Interferon-alpha (IFN-α) is a cytokine widely used in the treatment of brain cancers and virus infections with side effects including causing depression. Monoamine neurotransmitter systems have been found playing important roles in peripheral IFN-α induced depression, but how peripheral IFN-α accesses the central nervous system and contributes to the development of depression is poorly known. This study aimed to develop a nonhuman primate model using long-term intracerebroventricular (i.c.v.) administration of IFN-α (5 days/week for 6 weeks), to observe the induced depressive-like behaviors and to explore the contributions of monoamine neurotransmitter systems in the development of depression. In monkeys receiving i.c.v.
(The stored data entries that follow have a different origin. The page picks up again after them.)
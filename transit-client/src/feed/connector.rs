//! Transport seam for the position feed.

use futures::future::{self, BoxFuture};
use futures::stream::BoxStream;
use futures::{FutureExt, StreamExt};
use tokio_tungstenite::connect_async;
use tokio_tungstenite::tungstenite::Message;
use tracing::{debug, trace};

use super::error::FeedError;

/// Text frames from one feed connection. The stream ends when the
/// connection closes.
pub type FrameStream = BoxStream<'static, Result<String, FeedError>>;

/// Opens connections to the position feed.
pub trait FeedConnector: Send + Sync + 'static {
    /// Connect to `url` and return its text frames.
    fn connect(&self, url: &str) -> BoxFuture<'static, Result<FrameStream, FeedError>>;
}

/// Connects to the feed over a websocket.
#[derive(Debug, Clone, Default)]
pub struct WebSocketConnector;

impl FeedConnector for WebSocketConnector {
    fn connect(&self, url: &str) -> BoxFuture<'static, Result<FrameStream, FeedError>> {
        let url = url.to_string();

        async move {
            let (socket, response) = connect_async(url.as_str()).await?;
            debug!(%url, status = %response.status(), "websocket handshake complete");

            let frames = socket
                .filter_map(|message| future::ready(text_frame(message)))
                .boxed();

            Ok(frames)
        }
        .boxed()
    }
}

/// Keep text frames and errors; control frames are handled by tungstenite.
fn text_frame(
    message: Result<Message, tokio_tungstenite::tungstenite::Error>,
) -> Option<Result<String, FeedError>> {
    match message {
        Ok(Message::Text(text)) => Some(Ok(text)),
        Ok(Message::Binary(bytes)) => match String::from_utf8(bytes) {
            Ok(text) => Some(Ok(text)),
            Err(_) => {
                debug!("ignoring non-UTF-8 binary frame");
                None
            }
        },
        Ok(Message::Close(frame)) => {
            debug!(?frame, "server closed position feed");
            None
        }
        Ok(other) => {
            trace!(?other, "ignoring control frame");
            None
        }
        Err(e) => Some(Err(e.into())),
    }
}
IFN-α administration, anhedonia was observed as decreases of sucrose consumption, along with depressive-like symptoms including increased huddling behavior, decreases of spontaneous and reactive locomotion in home cage, as well as reduced exploration and increased motionless in the open field. Chronic central IFN-α infusion significantly increased the cerebrospinal fluid (CSF) concentrations of noradrenaline (NA) and 3,4-dihydroxyphenylacetic acid (DOPAC), but not 5-Hydroxyindoleacetic acid (5-HIAA) and homovanillic acid (HVA). These CSF monoamine metabolites showed associations with some specific depression-related behavior. In conclusion, central IFN-α administration induced anhedonia and depression-related behaviors comparable to the results with peripheral administration, and the development of depression was associated with the dysfunction of monoamine neurotransmitters.